Nelson da Cruz Gouveia analisa o surgimento e a mudança de hábitos de vetores de doenças virais, como o Aedes aegypti, como mais um efeito do aquecimento global

As alterações do clima em todo o mundo incidem nas mais diversas formas de vida na Terra, inclusive em vetores de doenças transmissíveis, como os insetos. Na prática, significa que países que sequer possuem clima tropical passam a conviver com problemas típicos de lugares mais quentes. É mais ou menos essa lógica que leva o mosquito Aedes aegypti a se adaptar até em lugares menos quentes. “E, com o mosquito, aparece a possibilidade de transmissão de doenças virais”, completa o médico, doutor em Saúde Pública, Nelson da Cruz Gouveia, ao explicar como o vírus da Zika vem se espalhando pelo mundo. E mais: o próprio vírus pode ir se transformando. “A questão dessas doenças virais é que esses vírus podem ir se modificando e gerando doenças com manifestações diferentes de pessoa para pessoa”, completa.

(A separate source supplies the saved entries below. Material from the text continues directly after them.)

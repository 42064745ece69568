use std::path::PathBuf;
use thiserror::Error;

/// Faults raised while a VM executes.
///
/// Every variant except [`VMError::UnknownOpcode`] is fatal to the VM that
/// raised it and to nothing else. Unknown opcodes are counted and skipped by
/// the dispatcher; the variant exists so opcode decoding can report them.
#[derive(Debug, Clone, PartialEq, Eq, Error)]
pub enum VMError {
    /// Opcode word does not name any instruction. Decoding has no position;
    /// the dispatcher logs the instruction index itself.
    #[error("unknown opcode 0x{opcode:03X}")]
    UnknownOpcode { opcode: u32 },
    /// The `UNUSED` sentinel opcode was fetched, the program is likely corrupt.
    #[error("unused opcode encountered at instruction {ip}, program is likely corrupt")]
    UnusedOpcode { ip: usize },
    /// Fetch past the end of the program (unterminated program or bad jump).
    #[error("instruction pointer {ip} outside program of {len} instructions")]
    InstructionPointerOutOfBounds { ip: usize, len: usize },
    /// Division with a zero divisor.
    #[error("division by zero at instruction {ip}")]
    DivisionByZero { ip: usize },
    /// Push onto a full stack.
    #[error("stack overflow at instruction {ip}: sp {sp} with capacity {capacity}")]
    StackOverflow { ip: usize, sp: i32, capacity: usize },
    /// Pop from an empty stack.
    #[error("stack underflow at instruction {ip}")]
    StackUnderflow { ip: usize },
    /// The stack pointer register was left outside `[0, capacity)`.
    #[error("stack pointer {sp} outside [0, {capacity}) after instruction {ip}")]
    StackPointerOutOfRange { ip: usize, sp: i32, capacity: usize },
    /// Register operand names a slot that does not exist.
    #[error("register index {index} out of bounds ({available} registers) at instruction {ip}")]
    InvalidRegister { index: u8, available: usize, ip: usize },
    /// The configured step budget ran out before the program halted.
    #[error("step limit of {limit} exceeded")]
    StepLimitExceeded { limit: u64 },
    /// The supervisor requested shutdown.
    #[error("execution cancelled after {steps} steps")]
    Cancelled { steps: u64 },
    /// The thread running the VM panicked.
    #[error("vm thread panicked: {reason}")]
    ThreadPanicked { reason: String },
    /// The operating system refused to start a thread for the VM.
    #[error("failed to start vm thread: {reason}")]
    SpawnFailed { reason: String },
}

/// Reasons a program cannot be turned into a runnable VM.
#[derive(Debug, Error)]
pub enum LoadError {
    /// The byte buffer holds no data.
    #[error("program '{name}' is empty")]
    EmptyInput { name: String },
    /// The program file could not be read.
    #[error("failed to read '{}': {source}", .path.display())]
    IoFailure {
        path: PathBuf,
        #[source]
        source: std::io::Error,
    },
    /// Fewer bytes were read than the file reported.
    #[error("'{}' changed while reading: expected {expected} bytes, read {actual}", .path.display())]
    SizeMismatch {
        path: PathBuf,
        expected: u64,
        actual: u64,
    },
}
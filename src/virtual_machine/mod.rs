//! Register-based bytecode virtual machine.
//!
//! Many programs run at once, each on its own OS thread with its own
//! registers, stack and program. The only shared structure is the liveness
//! [`registry::Registry`].
//!
//! # Architecture
//!
//! - **Registers**: five 32-bit slots; `r0`..`r2` general purpose, `r3` stack
//!   pointer, `r4` flags
//! - **Stack**: 65536 words per VM, shared by `PUSH`/`POP` and call frames
//! - **Instruction format**: fixed 8-byte records (opcode word, operand word)
//! - **Execution model**: fetch, advance, dispatch; jumps are absolute record
//!   indices; faults stop only the VM that raised them
//!
//! # Modules
//!
//! - [`errors`]: Load errors and execution faults
//! - [`flags`]: Condition flag bits and their computation
//! - [`isa`]: Instruction set definition and opcode mappings
//! - [`operand`]: Record layout and operand decoding
//! - [`program`]: Byte-to-record compiler, hex dump and disassembly
//! - [`registry`]: Liveness registry and the thread-per-VM supervisor
//! - [`vm`]: Execution engine

pub mod errors;
pub mod flags;
pub mod isa;
#[cfg(test)]
mod isa_static_check;
pub mod operand;
pub mod program;
pub mod registry;
pub mod vm;
/// Capacity of every VM's private stack, in 32-bit words.
pub const MAX_STACK: usize = 1 << 16;

/// Fixed-capacity word stack shared by call frames and pushed values.
///
/// The stack does not track its own top; the stack pointer lives in `r3` so
/// programs can inspect and adjust it. Callers check the pointer before
/// indexing.
pub(super) struct Stack {
    slots: Box<[i32]>,
}

impl Stack {
    pub(super) fn new() -> Self {
        Self {
            slots: vec![0; MAX_STACK].into_boxed_slice(),
        }
    }

    /// Returns the index for `sp` when a push there keeps `sp + 1` in range.
    pub(super) fn push_slot(sp: i32) -> Option<usize> {
        let idx = usize::try_from(sp).ok()?;
        (idx + 1 < MAX_STACK).then_some(idx)
    }

    /// Returns the index a pop from `sp` reads, i.e. `sp - 1`.
    pub(super) fn pop_slot(sp: i32) -> Option<usize> {
        let idx = usize::try_from(sp).ok()?;
        idx.checked_sub(1).filter(|i| *i < MAX_STACK)
    }

    /// Returns true when `sp` satisfies `0 <= sp < MAX_STACK`.
    pub(super) fn in_range(sp: i32) -> bool {
        usize::try_from(sp).is_ok_and(|idx| idx < MAX_STACK)
    }

    pub(super) fn write(&mut self, idx: usize, value: i32) {
        self.slots[idx] = value;
    }

    pub(super) fn read(&self, idx: usize) -> i32 {
        self.slots[idx]
    }
}
//! Run configuration shared by every VM in a batch.
//!
//! Values come from the environment first and command-line flags override
//! them:
//!
//! | variable | flag | meaning |
//! |---|---|---|
//! | `REGVM_TRACE` | `-t`, `--trace` | log every fetched instruction and the register file |
//! | `REGVM_MAX_STEPS` | `--max-steps <n>` | fault a VM after `n` executed instructions |

use thiserror::Error;

pub const ENV_TRACE: &str = "REGVM_TRACE";
pub const ENV_MAX_STEPS: &str = "REGVM_MAX_STEPS";

/// Raised while reading run configuration from the environment or command line.
#[derive(Debug, Clone, PartialEq, Eq, Error)]
pub enum ConfigError {
    #[error("{key} expects a non-negative integer, got '{value}'")]
    InvalidNumber { key: String, value: String },
    #[error("{flag} requires an argument")]
    MissingArgument { flag: String },
}

/// Per-VM execution settings. The default reproduces plain run-to-halt.
#[derive(Debug, Clone, Copy, Default, PartialEq, Eq)]
pub struct RunConfig {
    /// Log each instruction before it executes.
    pub trace: bool,
    /// Upper bound on executed instructions; `None` runs until halt or fault.
    pub max_steps: Option<u64>,
}

impl RunConfig {
    /// Reads the configuration from the process environment.
    pub fn from_env() -> Result<Self, ConfigError> {
        Self::from_lookup(|key| std::env::var(key).ok())
    }

    /// Builds the configuration from an arbitrary key lookup.
    pub fn from_lookup<F>(lookup: F) -> Result<Self, ConfigError>
    where
        F: Fn(&str) -> Option<String>,
    {
        let trace = lookup(ENV_TRACE).is_some_and(|v| parse_bool(&v));
        let max_steps = match lookup(ENV_MAX_STEPS) {
            Some(raw) if !raw.trim().is_empty() => Some(parse_steps(ENV_MAX_STEPS, &raw)?),
            _ => None,
        };
        Ok(Self { trace, max_steps })
    }

    pub fn with_trace(mut self, trace: bool) -> Self {
        self.trace = trace;
        self
    }

    pub fn with_max_steps(mut self, max_steps: Option<u64>) -> Self {
        self.max_steps = max_steps;
        self
    }
}

/// Parses a step count for the given key or flag name.
pub fn parse_steps(key: &str, raw: &str) -> Result<u64, ConfigError> {
    raw.trim()
        .parse::<u64>()
        .map_err(|_| ConfigError::InvalidNumber {
            key: key.to_string(),
            value: raw.to_string(),
        })
}

fn parse_bool(raw: &str) -> bool {
    matches!(
        raw.trim().to_ascii_lowercase().as_str(),
        "1" | "true" | "yes" | "on"
    )
}
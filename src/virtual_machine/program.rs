//! Program representation and the byte-to-record compiler.
//!
//! Program files are a headerless run of 8-byte records. [`Program::compile`]
//! only reshapes bytes into records; it never looks at opcodes.

use crate::virtual_machine::errors::LoadError;
use crate::virtual_machine::isa::{Instruction, Shape};
use crate::virtual_machine::operand::{
    DecodedInstruction, InstructionRecord, RECORD_SIZE, decode,
};
use std::fmt::Write;
use std::fs;
use std::path::Path;
use thiserror::Error;

/// Input length was not a multiple of the record size.
///
/// Not fatal: the trailing partial record is zero-padded and kept.
#[derive(Debug, Clone, Copy, PartialEq, Eq, Error)]
#[error(
    "program is {length} bytes, not a multiple of {size}; last {trailing} bytes were zero-padded",
    size = RECORD_SIZE
)]
pub struct AlignmentWarning {
    pub length: usize,
    pub trailing: usize,
}

/// Output of [`Program::compile`].
#[derive(Debug, Clone)]
pub struct Compilation {
    pub program: Program,
    pub warning: Option<AlignmentWarning>,
}

/// An ordered, 0-indexed sequence of immutable instruction records.
#[derive(Debug, Clone, Default, PartialEq, Eq)]
pub struct Program {
    records: Vec<InstructionRecord>,
}

impl Program {
    /// Builds a program directly from records.
    pub fn from_records(records: Vec<InstructionRecord>) -> Self {
        Self { records }
    }

    /// Splits raw bytes into records, in input order.
    ///
    /// Storage is sized from the byte length up front, so records already
    /// produced are never moved while later ones are appended.
    pub fn compile(raw: &[u8]) -> Compilation {
        let mut records = Vec::with_capacity(raw.len().div_ceil(RECORD_SIZE));
        let mut chunks = raw.chunks_exact(RECORD_SIZE);
        for chunk in &mut chunks {
            let mut bytes = [0u8; RECORD_SIZE];
            bytes.copy_from_slice(chunk);
            records.push(InstructionRecord::from_le_bytes(bytes));
        }

        let tail = chunks.remainder();
        let warning = if tail.is_empty() {
            None
        } else {
            let mut bytes = [0u8; RECORD_SIZE];
            bytes[..tail.len()].copy_from_slice(tail);
            records.push(InstructionRecord::from_le_bytes(bytes));
            Some(AlignmentWarning {
                length: raw.len(),
                trailing: tail.len(),
            })
        };

        Compilation {
            program: Self { records },
            warning,
        }
    }

    /// Serialises back to the on-disk byte format.
    pub fn to_bytes(&self) -> Vec<u8> {
        let mut out = Vec::with_capacity(self.records.len() * RECORD_SIZE);
        for record in &self.records {
            out.extend_from_slice(&record.to_le_bytes());
        }
        out
    }

    pub fn len(&self) -> usize {
        self.records.len()
    }

    pub fn is_empty(&self) -> bool {
        self.records.is_empty()
    }

    /// Returns the record at `ip`, or `None` past the end.
    pub fn get(&self, ip: usize) -> Option<InstructionRecord> {
        self.records.get(ip).copied()
    }

    pub fn records(&self) -> &[InstructionRecord] {
        &self.records
    }

    /// Renders one line per record: index, both raw words, and a disassembly.
    pub fn hex_dump(&self) -> String {
        let mut out = String::new();
        for (index, record) in self.records.iter().enumerate() {
            let _ = writeln!(
                out,
                "{index:04x}: {:08x} {:08x}  {}",
                record.opcode,
                record.operand,
                disassemble(&decode(*record))
            );
        }
        out
    }
}

/// Reads the raw bytes of a program file.
///
/// Fails with [`LoadError::SizeMismatch`] when fewer bytes arrive than the
/// file's metadata reported.
pub fn read_program_file(path: &Path) -> Result<Vec<u8>, LoadError> {
    let io_failure = |source| LoadError::IoFailure {
        path: path.to_path_buf(),
        source,
    };

    let expected = fs::metadata(path).map_err(io_failure)?.len();
    let bytes = fs::read(path).map_err(io_failure)?;
    let actual = bytes.len() as u64;
    if actual < expected {
        return Err(LoadError::SizeMismatch {
            path: path.to_path_buf(),
            expected,
            actual,
        });
    }
    Ok(bytes)
}

/// Formats a decoded instruction as `MNEMONIC operands`.
pub fn disassemble(decoded: &DecodedInstruction) -> String {
    let Ok(instr) = Instruction::try_from(decoded.opcode) else {
        return format!("??? (0x{:03x})", decoded.opcode);
    };
    let ops = &decoded.operands;
    match instr.shape() {
        Shape::Nullary => instr.mnemonic().to_string(),
        Shape::Unary => format!("{} r{}", instr, ops.r0),
        Shape::Binary => format!("{} r{}, {}", instr, ops.r0, ops.source()),
        Shape::LoadImm => format!("{} r{}, #{}", instr, ops.r0, ops.imm),
        Shape::Target => format!("{} {}", instr, ops.target()),
    }
}
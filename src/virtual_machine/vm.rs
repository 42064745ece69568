//! Core virtual machine implementation.
//!
//! Each VM owns a five-slot register file, a private stack of [`MAX_STACK`]
//! words and an immutable [`Program`]. Execution is a fetch/decode/dispatch
//! loop over fixed-width records; all arithmetic wraps.

mod registers;
mod stack;
#[cfg(test)]
mod tests;

pub use registers::{FLAGS, REGISTER_COUNT, RegisterSnapshot, SP};
pub use stack::MAX_STACK;

use crate::config::RunConfig;
use crate::virtual_machine::errors::VMError;
use crate::virtual_machine::flags::{Flags, compute_flags};
use crate::virtual_machine::isa::Instruction;
use crate::virtual_machine::operand::{Operand, Operands, RegisterId, decode};
use crate::virtual_machine::program::{Program, disassemble};
use crate::{debug, error, info, warn};
use registers::Registers;
use stack::Stack;
use std::fmt;
use std::sync::Arc;
use std::sync::atomic::{AtomicBool, Ordering};

macro_rules! exec_vm {
    // Entry point
    (
        vm = $vm:ident,
        instr = $instr:ident,
        ops = $ops:ident,
        { $( $variant:ident => $handler:ident ( $( $field:ident : $kind:ident ),* $(,)? ) ),* $(,)? }
    ) => {{
        match $instr {
            $(
                Instruction::$variant => {
                    let instr_name = $instr.mnemonic();
                    $( let $field = exec_vm!(@read $vm, $ops, $kind)?; )*
                    $vm.$handler(instr_name, $( $field ),*)
                }
            ),*
        }
    }};

    // Destination register index, not read
    (@read $vm:ident, $ops:ident, Dst) => {
        Ok::<RegisterId, VMError>($ops.r0)
    };
    // Value of the source operand (`r1` or immediate)
    (@read $vm:ident, $ops:ident, Src) => {
        $vm.resolve($ops.source())
    };
    // Value of the single operand (`r0` or immediate)
    (@read $vm:ident, $ops:ident, Val) => {
        $vm.resolve($ops.target())
    };
    // Unresolved single operand, for jumps that may not be taken
    (@read $vm:ident, $ops:ident, Target) => {
        Ok::<Operand, VMError>($ops.target())
    };
    (@read $vm:ident, $ops:ident, Imm) => {
        Ok::<i32, VMError>($ops.imm as i32)
    };
}

/// Lifecycle of a single VM.
#[derive(Clone, Copy, Debug, PartialEq, Eq)]
pub enum ExecState {
    Running,
    Halted,
}

/// How a VM stopped.
#[derive(Clone, Debug, PartialEq, Eq)]
pub enum ExitStatus {
    /// A `HALT` instruction was executed.
    Halted,
    /// Execution stopped on a fault.
    Faulted(VMError),
}

impl ExitStatus {
    pub fn is_halted(&self) -> bool {
        matches!(self, ExitStatus::Halted)
    }

    pub fn fault(&self) -> Option<&VMError> {
        match self {
            ExitStatus::Halted => None,
            ExitStatus::Faulted(err) => Some(err),
        }
    }
}

/// Observable state of a VM once it has stopped.
#[derive(Clone, Debug, PartialEq, Eq)]
pub struct FinalState {
    pub name: String,
    pub registers: RegisterSnapshot,
    pub ip: usize,
    pub status: ExitStatus,
    pub steps: u64,
    pub unknown_opcodes: u64,
}

impl fmt::Display for FinalState {
    fn fmt(&self, f: &mut fmt::Formatter<'_>) -> fmt::Result {
        write!(f, "{}: {} ip={} steps={}", self.name, self.registers, self.ip, self.steps)?;
        if self.unknown_opcodes > 0 {
            write!(f, " unknown={}", self.unknown_opcodes)?;
        }
        match &self.status {
            ExitStatus::Halted => write!(f, " halted"),
            ExitStatus::Faulted(err) => write!(f, " faulted: {err}"),
        }
    }
}

/// Bytecode virtual machine.
///
/// Executes one program from index 0 until `HALT` or a fault. A VM is never
/// shared: the thread that runs it owns it outright.
pub struct VM {
    /// Label used in log lines and the final report.
    name: String,
    program: Program,
    registers: Registers,
    stack: Stack,
    /// Index of the next record to fetch.
    ip: usize,
    /// Index of the record being executed, for fault reports.
    current: usize,
    state: ExecState,
    steps: u64,
    unknown_opcodes: u64,
    config: RunConfig,
    cancel: Option<Arc<AtomicBool>>,
}
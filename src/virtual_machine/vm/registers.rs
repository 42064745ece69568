use crate::virtual_machine::flags::Flags;
use crate::virtual_machine::operand::RegisterId;
use std::fmt;

/// Number of register slots per VM.
pub const REGISTER_COUNT: usize = 5;
/// Stack pointer register (`r3`).
pub const SP: RegisterId = 3;
/// Flags register (`r4`).
pub const FLAGS: RegisterId = 4;

/// Register file: `r0`..`r2` general purpose, `r3` stack pointer, `r4` flags.
///
/// Operand fields can name indices up to 15, so access is checked and
/// returns `None` for slots that do not exist.
#[derive(Clone, Debug, Default, PartialEq, Eq)]
pub(super) struct Registers {
    regs: [i32; REGISTER_COUNT],
}

impl Registers {
    pub(super) fn new() -> Self {
        Self::default()
    }

    /// Returns the value in register `idx`.
    pub(super) fn get(&self, idx: RegisterId) -> Option<i32> {
        self.regs.get(idx as usize).copied()
    }

    /// Stores a value into register `idx`. Returns `None` if `idx` is out of bounds.
    pub(super) fn set(&mut self, idx: RegisterId, v: i32) -> Option<()> {
        let slot = self.regs.get_mut(idx as usize)?;
        *slot = v;
        Some(())
    }

    pub(super) fn sp(&self) -> i32 {
        self.regs[SP as usize]
    }

    pub(super) fn set_sp(&mut self, v: i32) {
        self.regs[SP as usize] = v;
    }

    pub(super) fn flags(&self) -> Flags {
        Flags(self.regs[FLAGS as usize])
    }

    pub(super) fn set_flags(&mut self, flags: Flags) {
        self.regs[FLAGS as usize] = flags.bits();
    }

    pub(super) fn snapshot(&self) -> RegisterSnapshot {
        RegisterSnapshot(self.regs)
    }
}

/// Copy of a register file, detached from its VM.
#[derive(Clone, Copy, Debug, Default, PartialEq, Eq)]
pub struct RegisterSnapshot(pub [i32; REGISTER_COUNT]);

impl RegisterSnapshot {
    pub fn get(&self, idx: RegisterId) -> Option<i32> {
        self.0.get(idx as usize).copied()
    }

    pub fn sp(&self) -> i32 {
        self.0[SP as usize]
    }

    pub fn flags(&self) -> Flags {
        Flags(self.0[FLAGS as usize])
    }
}

impl fmt::Display for RegisterSnapshot {
    /// `regs = 0000012C 000000C8 00000000 00000000 00000000 [-----]`
    fn fmt(&self, f: &mut fmt::Formatter<'_>) -> fmt::Result {
        write!(f, "regs =")?;
        for v in self.0 {
            write!(f, " {:08X}", v as u32)?;
        }
        write!(f, " [{}]", self.flags())
    }
}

Em entrevista concedida por telefone à IHU On-Line, Gouveia lembra também que a facilidade da movimentação de pessoas pelo mundo é outro fator que contribuiu para a internacionalização das doenças virais. “As hipóteses que existem sobre a chegada do vírus da Zika é de que foi introduzido no Brasil durante a Copa do Mundo de 2014. Possivelmente foi um indivíduo infectado que veio para cá e, como aqui temos o vetor, o mosquito que transmite também Dengue e Chikungunya pode muito bem ter picado a pessoa infectada e começado a transmitir essa doença por aqui”, explica.

Conforme destacado por Gouveia, nos países em que já existe o vetor em potencial de uma doença viral, como o Zika, a iminência de alastramento é ainda maior. “No caso específico do Brasil, ainda há um agravante, que é a falta de saneamento básico. Com isso, há mais água parada e mais chances de proliferação do vetor e, portanto, a possibilidade de doenças e epidemias é maior”, completa o médico. É por isso que defende ações integradas de combate ao mosquito, e não apenas uma política de saúde baseada em aplicações de venenos. “Essa forma de controle baseada nos inseticidas acaba jogando veneno no meio ambiente e não se sabe quais são os riscos e os problemas de saúde que podem estar sendo causados”, completa, ao defender mecanismos intersetoriais de controle.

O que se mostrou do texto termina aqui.